Among the entries below, find the lines with "PartialEq" and copy them.

*** Opening Records for this task ***

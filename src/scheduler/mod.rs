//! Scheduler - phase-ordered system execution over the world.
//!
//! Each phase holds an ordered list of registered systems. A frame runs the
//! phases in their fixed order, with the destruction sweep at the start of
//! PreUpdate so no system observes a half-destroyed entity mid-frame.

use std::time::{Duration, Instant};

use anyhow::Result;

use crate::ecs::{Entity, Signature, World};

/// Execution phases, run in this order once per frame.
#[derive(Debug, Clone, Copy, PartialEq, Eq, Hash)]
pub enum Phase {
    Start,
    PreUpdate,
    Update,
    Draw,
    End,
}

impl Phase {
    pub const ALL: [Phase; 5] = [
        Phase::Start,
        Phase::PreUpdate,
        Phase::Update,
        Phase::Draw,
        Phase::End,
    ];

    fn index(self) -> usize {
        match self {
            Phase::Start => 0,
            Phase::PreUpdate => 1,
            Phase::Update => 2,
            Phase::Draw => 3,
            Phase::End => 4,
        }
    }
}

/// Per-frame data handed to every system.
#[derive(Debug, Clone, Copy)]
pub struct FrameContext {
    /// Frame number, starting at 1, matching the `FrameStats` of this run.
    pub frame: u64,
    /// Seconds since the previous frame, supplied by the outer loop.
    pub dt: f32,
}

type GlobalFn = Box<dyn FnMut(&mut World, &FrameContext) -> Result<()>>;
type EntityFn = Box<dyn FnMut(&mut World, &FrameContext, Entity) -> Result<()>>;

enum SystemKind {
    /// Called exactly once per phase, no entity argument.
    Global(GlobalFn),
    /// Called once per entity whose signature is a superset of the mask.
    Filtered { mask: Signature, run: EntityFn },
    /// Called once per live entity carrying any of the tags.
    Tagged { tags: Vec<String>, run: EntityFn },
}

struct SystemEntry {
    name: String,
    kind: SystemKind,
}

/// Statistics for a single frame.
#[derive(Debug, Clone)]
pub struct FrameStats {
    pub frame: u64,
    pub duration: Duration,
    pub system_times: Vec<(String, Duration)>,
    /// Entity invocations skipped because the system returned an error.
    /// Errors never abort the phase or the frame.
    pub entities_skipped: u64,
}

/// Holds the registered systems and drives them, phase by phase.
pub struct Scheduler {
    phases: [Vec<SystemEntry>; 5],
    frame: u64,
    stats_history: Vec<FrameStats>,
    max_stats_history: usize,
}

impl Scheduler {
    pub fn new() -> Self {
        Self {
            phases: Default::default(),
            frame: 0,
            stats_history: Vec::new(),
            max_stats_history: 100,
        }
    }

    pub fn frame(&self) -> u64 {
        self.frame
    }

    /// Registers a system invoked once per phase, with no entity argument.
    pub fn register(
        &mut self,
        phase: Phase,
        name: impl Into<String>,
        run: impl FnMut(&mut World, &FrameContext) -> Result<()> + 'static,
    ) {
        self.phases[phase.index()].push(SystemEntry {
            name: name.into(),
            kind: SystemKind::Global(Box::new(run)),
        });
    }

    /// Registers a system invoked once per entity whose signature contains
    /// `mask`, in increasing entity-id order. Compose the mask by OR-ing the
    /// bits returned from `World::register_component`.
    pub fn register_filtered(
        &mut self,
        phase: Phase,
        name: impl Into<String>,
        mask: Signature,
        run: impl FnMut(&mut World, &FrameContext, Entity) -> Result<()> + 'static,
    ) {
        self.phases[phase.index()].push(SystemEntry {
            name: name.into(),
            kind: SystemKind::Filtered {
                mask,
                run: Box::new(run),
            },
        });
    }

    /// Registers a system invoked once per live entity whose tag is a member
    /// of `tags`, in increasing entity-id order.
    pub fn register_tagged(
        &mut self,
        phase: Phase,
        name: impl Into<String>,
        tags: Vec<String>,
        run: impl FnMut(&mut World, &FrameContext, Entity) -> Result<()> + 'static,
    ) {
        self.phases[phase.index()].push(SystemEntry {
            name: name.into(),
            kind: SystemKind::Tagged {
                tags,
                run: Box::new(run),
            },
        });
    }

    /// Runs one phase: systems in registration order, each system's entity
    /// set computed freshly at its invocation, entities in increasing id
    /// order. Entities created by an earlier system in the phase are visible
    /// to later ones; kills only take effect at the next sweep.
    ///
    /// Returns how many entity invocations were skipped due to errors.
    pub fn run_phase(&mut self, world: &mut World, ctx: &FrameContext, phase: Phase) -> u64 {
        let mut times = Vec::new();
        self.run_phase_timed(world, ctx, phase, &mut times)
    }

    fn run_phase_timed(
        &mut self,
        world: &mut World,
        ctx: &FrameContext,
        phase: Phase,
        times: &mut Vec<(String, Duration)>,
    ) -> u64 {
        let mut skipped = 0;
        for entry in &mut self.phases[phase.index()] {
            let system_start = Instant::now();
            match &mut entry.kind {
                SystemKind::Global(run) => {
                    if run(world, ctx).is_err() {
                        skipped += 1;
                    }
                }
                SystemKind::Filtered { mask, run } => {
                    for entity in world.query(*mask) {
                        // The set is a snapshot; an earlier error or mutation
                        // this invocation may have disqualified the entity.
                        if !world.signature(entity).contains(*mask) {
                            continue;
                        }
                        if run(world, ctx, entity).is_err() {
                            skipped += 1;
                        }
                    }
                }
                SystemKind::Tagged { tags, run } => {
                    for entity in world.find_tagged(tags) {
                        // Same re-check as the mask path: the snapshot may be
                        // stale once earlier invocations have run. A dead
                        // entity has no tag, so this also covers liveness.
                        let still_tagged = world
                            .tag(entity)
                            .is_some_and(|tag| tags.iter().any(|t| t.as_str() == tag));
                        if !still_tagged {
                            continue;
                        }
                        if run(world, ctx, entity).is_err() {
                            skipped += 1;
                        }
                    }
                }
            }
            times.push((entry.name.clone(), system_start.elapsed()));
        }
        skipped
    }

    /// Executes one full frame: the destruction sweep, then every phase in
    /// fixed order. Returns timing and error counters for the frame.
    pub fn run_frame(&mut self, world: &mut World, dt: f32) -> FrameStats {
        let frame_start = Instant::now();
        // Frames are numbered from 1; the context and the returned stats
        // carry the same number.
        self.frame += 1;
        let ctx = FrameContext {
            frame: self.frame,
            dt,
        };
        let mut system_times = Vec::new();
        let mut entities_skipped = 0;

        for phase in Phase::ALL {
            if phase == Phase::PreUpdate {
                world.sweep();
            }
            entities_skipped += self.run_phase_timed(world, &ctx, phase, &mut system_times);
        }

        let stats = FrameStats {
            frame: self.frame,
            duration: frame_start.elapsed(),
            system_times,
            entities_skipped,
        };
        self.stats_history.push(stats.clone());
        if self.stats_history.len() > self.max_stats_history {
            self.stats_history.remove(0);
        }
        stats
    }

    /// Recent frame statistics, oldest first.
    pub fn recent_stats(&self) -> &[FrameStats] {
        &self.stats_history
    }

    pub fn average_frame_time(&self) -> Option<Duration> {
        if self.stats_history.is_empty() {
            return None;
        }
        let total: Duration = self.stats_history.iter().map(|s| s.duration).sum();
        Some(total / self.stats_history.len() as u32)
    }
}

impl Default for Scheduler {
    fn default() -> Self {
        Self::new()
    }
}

*** Closing Records for this task ***
*** Opening Records for this task ***

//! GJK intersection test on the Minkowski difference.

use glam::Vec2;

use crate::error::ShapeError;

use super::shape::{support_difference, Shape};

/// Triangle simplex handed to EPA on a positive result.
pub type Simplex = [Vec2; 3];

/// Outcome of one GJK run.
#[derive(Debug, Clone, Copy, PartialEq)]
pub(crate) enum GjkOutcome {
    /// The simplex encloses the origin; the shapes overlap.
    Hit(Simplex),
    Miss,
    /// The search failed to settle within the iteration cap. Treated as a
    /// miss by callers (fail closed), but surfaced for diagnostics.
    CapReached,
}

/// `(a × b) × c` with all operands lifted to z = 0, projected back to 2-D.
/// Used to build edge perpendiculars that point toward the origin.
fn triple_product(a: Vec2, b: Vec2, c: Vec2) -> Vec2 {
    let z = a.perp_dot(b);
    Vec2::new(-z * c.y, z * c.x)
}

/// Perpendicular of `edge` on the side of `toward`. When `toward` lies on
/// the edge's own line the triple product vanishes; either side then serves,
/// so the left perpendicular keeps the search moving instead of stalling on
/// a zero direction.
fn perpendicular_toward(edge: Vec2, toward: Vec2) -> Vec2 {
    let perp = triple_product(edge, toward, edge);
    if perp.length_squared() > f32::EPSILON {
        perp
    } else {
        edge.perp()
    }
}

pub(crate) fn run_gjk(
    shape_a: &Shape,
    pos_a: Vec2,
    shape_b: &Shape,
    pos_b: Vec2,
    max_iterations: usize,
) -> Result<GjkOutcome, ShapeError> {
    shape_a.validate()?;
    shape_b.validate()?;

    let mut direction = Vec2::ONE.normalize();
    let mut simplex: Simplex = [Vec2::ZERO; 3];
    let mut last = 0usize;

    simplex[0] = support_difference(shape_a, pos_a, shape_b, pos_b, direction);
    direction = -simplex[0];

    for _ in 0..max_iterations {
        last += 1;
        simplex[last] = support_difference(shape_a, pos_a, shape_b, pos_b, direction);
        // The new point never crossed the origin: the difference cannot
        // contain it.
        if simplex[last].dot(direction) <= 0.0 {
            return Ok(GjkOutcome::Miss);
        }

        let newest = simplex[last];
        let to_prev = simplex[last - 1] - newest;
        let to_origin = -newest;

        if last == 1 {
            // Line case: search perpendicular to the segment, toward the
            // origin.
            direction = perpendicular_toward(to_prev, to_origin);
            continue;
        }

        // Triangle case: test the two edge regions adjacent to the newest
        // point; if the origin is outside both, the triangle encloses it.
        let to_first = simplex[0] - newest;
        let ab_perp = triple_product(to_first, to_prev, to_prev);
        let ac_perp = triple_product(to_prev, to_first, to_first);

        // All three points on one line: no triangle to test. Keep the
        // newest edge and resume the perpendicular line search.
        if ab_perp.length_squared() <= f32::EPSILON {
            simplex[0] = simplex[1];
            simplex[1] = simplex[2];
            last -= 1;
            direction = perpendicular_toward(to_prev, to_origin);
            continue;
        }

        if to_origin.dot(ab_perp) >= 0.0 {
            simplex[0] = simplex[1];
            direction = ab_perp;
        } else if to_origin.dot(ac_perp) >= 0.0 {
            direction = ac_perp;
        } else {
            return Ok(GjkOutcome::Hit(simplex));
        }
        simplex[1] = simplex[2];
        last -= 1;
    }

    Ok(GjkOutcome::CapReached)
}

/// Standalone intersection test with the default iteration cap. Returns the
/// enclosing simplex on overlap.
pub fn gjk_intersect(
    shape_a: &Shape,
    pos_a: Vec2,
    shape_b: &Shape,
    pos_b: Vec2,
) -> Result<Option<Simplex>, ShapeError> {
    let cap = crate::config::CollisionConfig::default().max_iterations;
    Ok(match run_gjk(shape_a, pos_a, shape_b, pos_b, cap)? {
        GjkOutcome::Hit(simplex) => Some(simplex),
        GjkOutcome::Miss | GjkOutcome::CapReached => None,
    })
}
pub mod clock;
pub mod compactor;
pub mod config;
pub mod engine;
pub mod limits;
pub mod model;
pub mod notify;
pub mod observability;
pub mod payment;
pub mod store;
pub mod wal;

*** Closing Records for this task ***
*** Opening Records for this task ***

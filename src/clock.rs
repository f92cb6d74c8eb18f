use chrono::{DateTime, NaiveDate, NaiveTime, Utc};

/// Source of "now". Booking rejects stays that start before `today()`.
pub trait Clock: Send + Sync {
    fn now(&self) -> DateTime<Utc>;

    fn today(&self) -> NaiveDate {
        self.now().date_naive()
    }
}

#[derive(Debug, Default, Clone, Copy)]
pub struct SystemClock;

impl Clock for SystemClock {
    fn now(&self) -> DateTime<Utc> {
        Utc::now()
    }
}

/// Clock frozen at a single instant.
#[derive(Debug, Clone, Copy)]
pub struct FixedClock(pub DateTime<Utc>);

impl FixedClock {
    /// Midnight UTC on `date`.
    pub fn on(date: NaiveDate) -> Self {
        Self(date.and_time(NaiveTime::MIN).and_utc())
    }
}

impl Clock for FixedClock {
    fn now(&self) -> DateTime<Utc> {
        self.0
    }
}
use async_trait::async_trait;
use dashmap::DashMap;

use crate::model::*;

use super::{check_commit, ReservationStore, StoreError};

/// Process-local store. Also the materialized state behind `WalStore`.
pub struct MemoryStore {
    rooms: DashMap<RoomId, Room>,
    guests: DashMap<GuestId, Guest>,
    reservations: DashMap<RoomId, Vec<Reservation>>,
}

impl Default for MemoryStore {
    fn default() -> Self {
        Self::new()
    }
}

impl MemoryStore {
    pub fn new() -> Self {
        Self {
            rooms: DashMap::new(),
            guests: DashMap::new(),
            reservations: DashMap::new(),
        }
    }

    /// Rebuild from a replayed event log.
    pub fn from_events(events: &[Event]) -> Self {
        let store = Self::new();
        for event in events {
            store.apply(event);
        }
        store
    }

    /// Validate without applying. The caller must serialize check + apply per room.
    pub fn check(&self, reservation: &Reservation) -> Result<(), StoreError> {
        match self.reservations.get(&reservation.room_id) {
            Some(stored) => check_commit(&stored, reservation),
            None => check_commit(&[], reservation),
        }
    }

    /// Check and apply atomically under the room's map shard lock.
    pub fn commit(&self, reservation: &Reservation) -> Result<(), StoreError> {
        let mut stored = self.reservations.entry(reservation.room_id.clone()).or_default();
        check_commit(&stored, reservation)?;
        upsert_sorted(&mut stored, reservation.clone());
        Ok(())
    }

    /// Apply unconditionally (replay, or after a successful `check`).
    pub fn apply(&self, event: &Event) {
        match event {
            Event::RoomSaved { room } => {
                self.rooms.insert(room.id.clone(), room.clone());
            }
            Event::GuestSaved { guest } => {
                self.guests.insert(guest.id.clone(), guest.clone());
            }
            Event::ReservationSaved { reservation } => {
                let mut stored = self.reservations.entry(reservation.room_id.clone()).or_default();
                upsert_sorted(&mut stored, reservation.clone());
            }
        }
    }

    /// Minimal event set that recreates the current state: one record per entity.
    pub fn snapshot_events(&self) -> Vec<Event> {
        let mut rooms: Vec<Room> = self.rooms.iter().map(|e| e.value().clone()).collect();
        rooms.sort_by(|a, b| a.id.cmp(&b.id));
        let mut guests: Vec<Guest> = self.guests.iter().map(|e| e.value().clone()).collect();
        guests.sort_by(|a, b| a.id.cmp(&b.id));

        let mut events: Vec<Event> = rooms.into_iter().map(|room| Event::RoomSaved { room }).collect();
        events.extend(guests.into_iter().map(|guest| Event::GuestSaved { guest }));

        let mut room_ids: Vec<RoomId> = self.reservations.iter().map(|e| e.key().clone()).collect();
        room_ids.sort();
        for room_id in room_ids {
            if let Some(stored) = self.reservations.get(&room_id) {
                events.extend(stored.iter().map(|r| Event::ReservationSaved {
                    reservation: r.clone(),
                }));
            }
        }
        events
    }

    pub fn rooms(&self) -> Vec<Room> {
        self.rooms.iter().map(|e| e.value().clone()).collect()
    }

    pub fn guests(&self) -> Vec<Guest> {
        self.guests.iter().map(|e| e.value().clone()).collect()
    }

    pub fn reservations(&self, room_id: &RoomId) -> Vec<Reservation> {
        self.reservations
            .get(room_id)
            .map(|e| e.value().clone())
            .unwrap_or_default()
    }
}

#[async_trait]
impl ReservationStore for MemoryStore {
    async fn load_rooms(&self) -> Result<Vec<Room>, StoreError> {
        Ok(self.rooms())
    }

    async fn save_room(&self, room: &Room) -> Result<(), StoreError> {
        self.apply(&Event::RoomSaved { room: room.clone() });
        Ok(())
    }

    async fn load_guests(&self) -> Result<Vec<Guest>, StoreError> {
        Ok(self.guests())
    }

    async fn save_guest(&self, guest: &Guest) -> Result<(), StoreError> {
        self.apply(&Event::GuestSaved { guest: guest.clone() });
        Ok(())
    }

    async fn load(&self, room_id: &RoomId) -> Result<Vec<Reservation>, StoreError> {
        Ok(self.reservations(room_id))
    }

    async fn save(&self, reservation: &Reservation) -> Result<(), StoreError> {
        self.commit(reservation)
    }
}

*** Closing Records for this task ***

§ **Written answer**
#[derive(Debug, Clone, Copy, PartialEq, Eq, Hash)]
#[derive(Debug, Clone, Copy, PartialEq)]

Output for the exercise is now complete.